Of course she would be for all these things – but timing would be the issue.
She had a great relationship with Ronald Reagan and this is what Reagan said in the speech which set him on the Presidency – it’s one of the greatest speeches and these are edited highlights relevant to today.
For those of you considering doing anything in life – learn to communicate like this. If you can do that, the world is your oyster. Verbal and written communications skills will place the world at your feet.
"I have an uncomfortable feeling that this prosperity isn't something on which we can base our hopes for the future. No nation in history has ever survived a tax burden that reached a third of its national income.
"Today, 37 cents out of every dollar earned in this country is the tax collector's share, and yet our government continues to spend 17 million dollars a day more than the government takes in. We haven't balanced our budget 28 out of the last 34 years. We've raised our debt limit three times in the last twelve months, and now our national debt is one and a half times bigger than all the combined debts of all the nations of the world. We have 15 billion dollars in gold in our treasury; we don't own an ounce. Foreign dollar claims are 27.3 billion dollars."
That speech was given in 1964. The man to deliver it became President in 1980. And the economy he spoke of in 1964 continued growing relentlessly despite all the economics cited.
By the way, if you’re going to talk economics and keep people rivetted, do it like Reagan. You could argue that 60 years is too soon to judge ever increasing budget and trade deficits or that America is different.
Liz and Rishi are both in Ronald’s camp they would argue. But the former would say that means cutting taxes and the size of the State and the latter would say it means cutting debt. They’re both right.
Moving from economics to politics. Reagan was on the money from the threat from foreign powers. We again as pointed out by Truss and Sunak face China as a number one threat. Reagan’s words apply again.
Alexander Hamilton said, “A nation which can prefer disgrace to danger is prepared for a master, and deserves one.” There’s no argument over the choice between peace and war, but there’s only one guaranteed way you can have peace—and you can have it in the next second—surrender. . . .

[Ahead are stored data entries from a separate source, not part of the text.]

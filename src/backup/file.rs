use std::{
    fs, io,
    path::{Path, PathBuf},
};

use super::{BackupHandle, PermissionState};
use crate::utils::paths::{ensure_dir, write_atomic};

/// Backup target on the local filesystem.
#[derive(Debug, Clone)]
pub struct FileBackupHandle {
    path: PathBuf,
}

impl FileBackupHandle {
    pub fn new(path: impl Into<PathBuf>) -> Self {
        Self { path: path.into() }
    }

    pub fn path(&self) -> &Path {
        &self.path
    }

    fn parent(&self) -> Option<&Path> {
        self.path
            .parent()
            .filter(|parent| !parent.as_os_str().is_empty())
    }
}

fn is_read_only(path: &Path) -> Option<bool> {
    fs::metadata(path)
        .ok()
        .map(|meta| meta.permissions().readonly())
}

impl BackupHandle for FileBackupHandle {
    fn query_permission(&self) -> PermissionState {
        if let Some(read_only) = is_read_only(&self.path) {
            return if read_only {
                PermissionState::Denied
            } else {
                PermissionState::Granted
            };
        }
        match self.parent().map(is_read_only) {
            None => PermissionState::Granted,
            Some(Some(true)) => PermissionState::Denied,
            Some(Some(false)) => PermissionState::Granted,
            // Missing directory: creating it on request may still succeed.
            Some(None) => PermissionState::Prompt,
        }
    }

    fn request_permission(&mut self) -> PermissionState {
        match self.query_permission() {
            PermissionState::Prompt => match self.parent().map(ensure_dir) {
                Some(Err(_)) => PermissionState::Denied,
                _ => self.query_permission(),
            },
            decided => decided,
        }
    }

    fn write(&mut self, contents: &str) -> io::Result<()> {
        write_atomic(&self.path, contents)
    }

    fn describe(&self) -> String {
        self.path.display().to_string()
    }
}

#[cfg(test)]
mod tests {
    use super::*;

    #[test]
    fn writable_target_is_granted_and_written() {
        let dir = tempfile::tempdir().unwrap();
        let mut handle = FileBackupHandle::new(dir.path().join("backup.json"));
        assert_eq!(handle.query_permission(), PermissionState::Granted);

        handle.write("[]").unwrap();
        assert_eq!(fs::read_to_string(handle.path()).unwrap(), "[]");
    }

    #[test]
    fn missing_directory_is_created_on_request() {
        let dir = tempfile::tempdir().unwrap();
        let mut handle = FileBackupHandle::new(dir.path().join("nested").join("backup.json"));
        assert_eq!(handle.query_permission(), PermissionState::Prompt);
        assert_eq!(handle.request_permission(), PermissionState::Granted);
        assert!(dir.path().join("nested").is_dir());
    }
}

You and I know and do not believe that life is so dear and peace so sweet as to be purchased at the price of chains and slavery. If nothing in life is worth dying for, when did this begin—just in the face of this enemy? Or should Moses have told the children of Israel to live in slavery under the pharaohs? Should Christ have refused the cross? The martyrs of history were not fools, and our honored dead who gave their lives to stop the advance of the Nazis didn’t die in vain. Where, then, is the road to peace? Well it’s a simple answer after all.
Winston Churchill said, “The destiny of man is not measured by material computations. When great forces are on the move in the world, we learn we’re spirits—not animals.” And he said, “There’s something going beyond time and space, which, whether we like it or not, spells duty.”
You and I have a rendezvous with destiny.
We're at war with the most dangerous enemy that has ever faced mankind in his long climb from the swamp to the stars, and it's been said if we lose that war, and in so doing lose this way of freedom of ours, history will record with the greatest astonishment that those who had the most to lose did the least to prevent its happening.
We’ll preserve for our children this, the last best hope of man on earth, or we’ll sentence them to take the last step into a thousand years of darkness.